"My first visit to the Rheumatoid Clinic"

About: Western General Hospital / Rheumatology

(as the patient),

The appointment had been difficult to procure. It was a referral labelled "Urgent" and subsequently lost. I had waited 4 months....Eventually....

It took me 20 minutes to shuffle across the car park and negotiate the mountainous slope up to the main building. Six months ago I would have achieved this with a hop and a skip in about 3 minutes.

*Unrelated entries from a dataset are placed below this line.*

//! End-to-end mapping scenarios through the public API.

use std::io::Write;
use std::sync::Arc;
use wavemap_core::config::{FilterMode, MapConfig};
use wavemap_core::pipeline::{load_inputs, run_mapping, Inputs};
use wavemap_core::{AlignConfig, PafRecord, PipelineContext, Strand};

fn test_seq(n: usize, seed: u32) -> String {
    (0..n as u32)
        .map(|i| {
            b"ACGT"[(i.wrapping_mul(2654435761).wrapping_add(seed.wrapping_mul(613)) >> 10)
                as usize
                % 4] as char
        })
        .collect()
}

fn write_fasta(records: &[(&str, &str)]) -> tempfile::NamedTempFile {
    let mut file = tempfile::Builder::new().suffix(".fa").tempfile().unwrap();
    for (name, seq) in records {
        writeln!(file, ">{name}").unwrap();
        writeln!(file, "{seq}").unwrap();
    }
    file.flush().unwrap();
    file
}

fn context(map: MapConfig) -> PipelineContext {
    let align = AlignConfig::for_segment_length(map.segment_length);
    PipelineContext::new(map, align)
}

fn map_records(ctx: &PipelineContext, inputs: &Inputs) -> Vec<PafRecord> {
    let (ids, store) = load_inputs(inputs, ctx).unwrap();
    let mut out = Vec::new();
    run_mapping(ctx, &ids, &store, &mut out).unwrap();
    String::from_utf8(out)
        .unwrap()
        .lines()
        .map(|l| PafRecord::parse_line(l).unwrap())
        .collect()
}

#[test]
fn self_mapping_covers_every_sequence() {
    let s1 = test_seq(6000, 1);
    let s2 = test_seq(4000, 2);
    let fasta = write_fasta(&[("s1", &s1), ("s2", &s2)]);
    let ctx = context(MapConfig {
        pct_identity: 0.80,
        num_mappings: 5,
        threads: 4,
        ..MapConfig::default()
    });
    let inputs = Inputs {
        target_files: vec![fasta.path().to_path_buf()],
        query_files: vec![fasta.path().to_path_buf()],
    };
    let records = map_records(&ctx, &inputs);

    for name in ["s1", "s2"] {
        let self_maps: Vec<&PafRecord> = records
            .iter()
            .filter(|r| r.query_name == name && r.target_name == name)
            .collect();
        assert!(!self_maps.is_empty(), "no self mapping for {name}");
        let covered: u64 = self_maps.iter().map(|r| r.query_end - r.query_start).sum();
        let len = self_maps[0].query_len;
        assert!(
            covered as f64 >= 0.99 * len as f64,
            "{name}: covered {covered} of {len}"
        );
    }
    for r in &records {
        assert!(r.est_identity >= 0.80, "identity {} below floor", r.est_identity);
        assert!(r.query_start < r.query_end && r.query_end <= r.query_len);
        assert!(r.target_start < r.target_end && r.target_end <= r.target_len);
    }
}

#[test]
fn single_segment_self_map_has_exact_identity() {
    // A sequence no longer than one segment self-maps in a single piece
    // with the identity estimate at 1.0, not merely above the floor.
    let seq = test_seq(900, 9);
    let fasta = write_fasta(&[("short", &seq)]);
    let ctx = context(MapConfig::default());
    let inputs = Inputs {
        target_files: vec![fasta.path().to_path_buf()],
        query_files: vec![fasta.path().to_path_buf()],
    };
    let records = map_records(&ctx, &inputs);
    assert_eq!(records.len(), 1);
    let r = &records[0];
    assert!(r.est_identity > 0.999, "ani {}", r.est_identity);
    assert_eq!((r.query_start, r.query_end), (0, 900));
    assert!((r.query_end - r.query_start) as f64 >= 0.99 * seq.len() as f64);
}

#[test]
fn reverse_complement_query_flips_strand() {
    let target = test_seq(5000, 3);
    let revcomp: String = target
        .bytes()
        .rev()
        .map(|b| match b {
            b'A' => 'T',
            b'T' => 'A',
            b'C' => 'G',
            _ => 'C',
        })
        .collect();
    let targets = write_fasta(&[("t1", &target)]);
    let queries = write_fasta(&[("q1", &revcomp)]);
    let ctx = context(MapConfig::default());
    let inputs = Inputs {
        target_files: vec![targets.path().to_path_buf()],
        query_files: vec![queries.path().to_path_buf()],
    };
    let records = map_records(&ctx, &inputs);
    assert!(!records.is_empty());
    for r in &records {
        assert_eq!(r.strand, Strand::Reverse);
        assert!(r.est_identity > 0.95);
    }
    let covered: u64 = records.iter().map(|r| r.query_end - r.query_start).sum();
    assert!(covered as f64 >= 0.95 * target.len() as f64);
}

#[test]
fn homopolymer_target_fails_complexity_gate() {
    let poly_a = "A".repeat(5000);
    let query = test_seq(3000, 4);
    let targets = write_fasta(&[("polyA", &poly_a)]);
    let queries = write_fasta(&[("q1", &query)]);
    let ctx = context(MapConfig {
        kmer_complexity: 0.2,
        ..MapConfig::default()
    });
    let inputs = Inputs {
        target_files: vec![targets.path().to_path_buf()],
        query_files: vec![queries.path().to_path_buf()],
    };
    let records = map_records(&ctx, &inputs);
    assert!(records.is_empty(), "low-complexity target must not map");
}

#[test]
fn identical_queries_one_to_one_vs_map() {
    let target = test_seq(4000, 5);
    let query = &target[500..3500];
    let targets = write_fasta(&[("t1", &target)]);
    let queries = write_fasta(&[("qA", query), ("qB", query)]);

    let inputs = Inputs {
        target_files: vec![targets.path().to_path_buf()],
        query_files: vec![queries.path().to_path_buf()],
    };

    let map_ctx = context(MapConfig::default());
    let map_records_all = map_records(&map_ctx, &inputs);
    let map_queries: std::collections::HashSet<&str> = map_records_all
        .iter()
        .map(|r| r.query_name.as_str())
        .collect();
    assert!(map_queries.contains("qA") && map_queries.contains("qB"));

    let oto_ctx = context(MapConfig {
        filter_mode: FilterMode::OneToOne,
        ..MapConfig::default()
    });
    let oto_records = map_records(&oto_ctx, &inputs);
    assert_eq!(
        oto_records.len(),
        1,
        "one-to-one retains a single mapping for the shared target"
    );
}

#[test]
fn long_chains_split_at_max_mapping_length() {
    let seq = test_seq(300_000, 6);
    let fasta = write_fasta(&[("big", &seq)]);
    let ctx = context(MapConfig {
        max_mapping_length: 50_000,
        num_mappings: 5,
        threads: 2,
        ..MapConfig::default()
    });
    let inputs = Inputs {
        target_files: vec![fasta.path().to_path_buf()],
        query_files: vec![fasta.path().to_path_buf()],
    };
    let mut records = map_records(&ctx, &inputs);
    assert!(records.len() >= 6, "expected splits, got {}", records.len());
    records.sort_by_key(|r| r.query_start);
    for r in &records {
        assert!(r.query_end - r.query_start <= 50_000);
    }
    for pair in records.windows(2) {
        let gap = pair[1].query_start.saturating_sub(pair[0].query_end);
        assert!(gap <= ctx.map.chain_gap, "gap {gap} exceeds the chain gap");
    }
}

#[test]
fn lower_triangular_emits_each_pair_once() {
    let s1 = test_seq(3000, 7);
    let s2 = s1.clone();
    let fasta = write_fasta(&[("a", &s1), ("b", &s2)]);
    let ctx = context(MapConfig {
        lower_triangular: true,
        skip_self: true,
        ..MapConfig::default()
    });
    let inputs = Inputs {
        target_files: vec![fasta.path().to_path_buf()],
        query_files: vec![fasta.path().to_path_buf()],
    };
    let records = map_records(&ctx, &inputs);
    assert!(!records.is_empty());
    for r in &records {
        // Only the higher-id query maps against the lower-id target.
        assert_eq!(r.query_name, "b");
        assert_eq!(r.target_name, "a");
    }
}

#[test]
fn skip_prefix_separates_groups() {
    let s1 = test_seq(3000, 8);
    let fasta = write_fasta(&[("g1#chrA", &s1), ("g1#chrB", &s1), ("g2#chrA", &s1)]);
    let mut map = MapConfig::default();
    map.skip_prefix = true;
    map.skip_self = true;
    let ctx = context(map);
    let inputs = Inputs {
        target_files: vec![fasta.path().to_path_buf()],
        query_files: vec![fasta.path().to_path_buf()],
    };
    let records = map_records(&ctx, &inputs);
    assert!(!records.is_empty());
    for r in &records {
        let qp = r.query_name.split('#').next().unwrap();
        let tp = r.target_name.split('#').next().unwrap();
        assert_ne!(qp, tp, "same-group pair leaked: {} vs {}", r.query_name, r.target_name);
    }
}

#[test]
fn config_is_shareable_across_threads() {
    // PipelineContext clones share the same config and stop flag.
    let ctx = context(MapConfig::default());
    let clone = ctx.clone();
    assert!(Arc::ptr_eq(&ctx.map, &clone.map));
    assert!(Arc::ptr_eq(&ctx.stop, &clone.stop));
}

Inside, the double staircase left me short of breath but I was so eager and happy to finally be in the Rheumatoid Clinic that I approached the reception desk with the naivety of a 6 year old’s first day at school.

Reception Control!

Truly larger than life itself, the receptionist barked angrily at the crippled customers like overworked bar staff serving 3 deep at the tea time watering hole. It was as if the barrels needed changing down in the cellar. There were no drunks, no profanity, only people in pain. Standing, waiting in line. Patiently waiting patients, in pain.

The polite enquiries were administered efficiently with what I would describe as sharp disdain. Curt and to the point, like we should already know the protocol. I was directed through to the waiting “lounge” in a manner which left me in no doubt where I should go!

I shuffled my form into the only vacant seat at the inward looking square of well used office lounge furniture. It was busy. Like a very small airport departure lounge in rush hour. Nurses fleeted past in one direction then ghosted back in another. They were fast. On missions.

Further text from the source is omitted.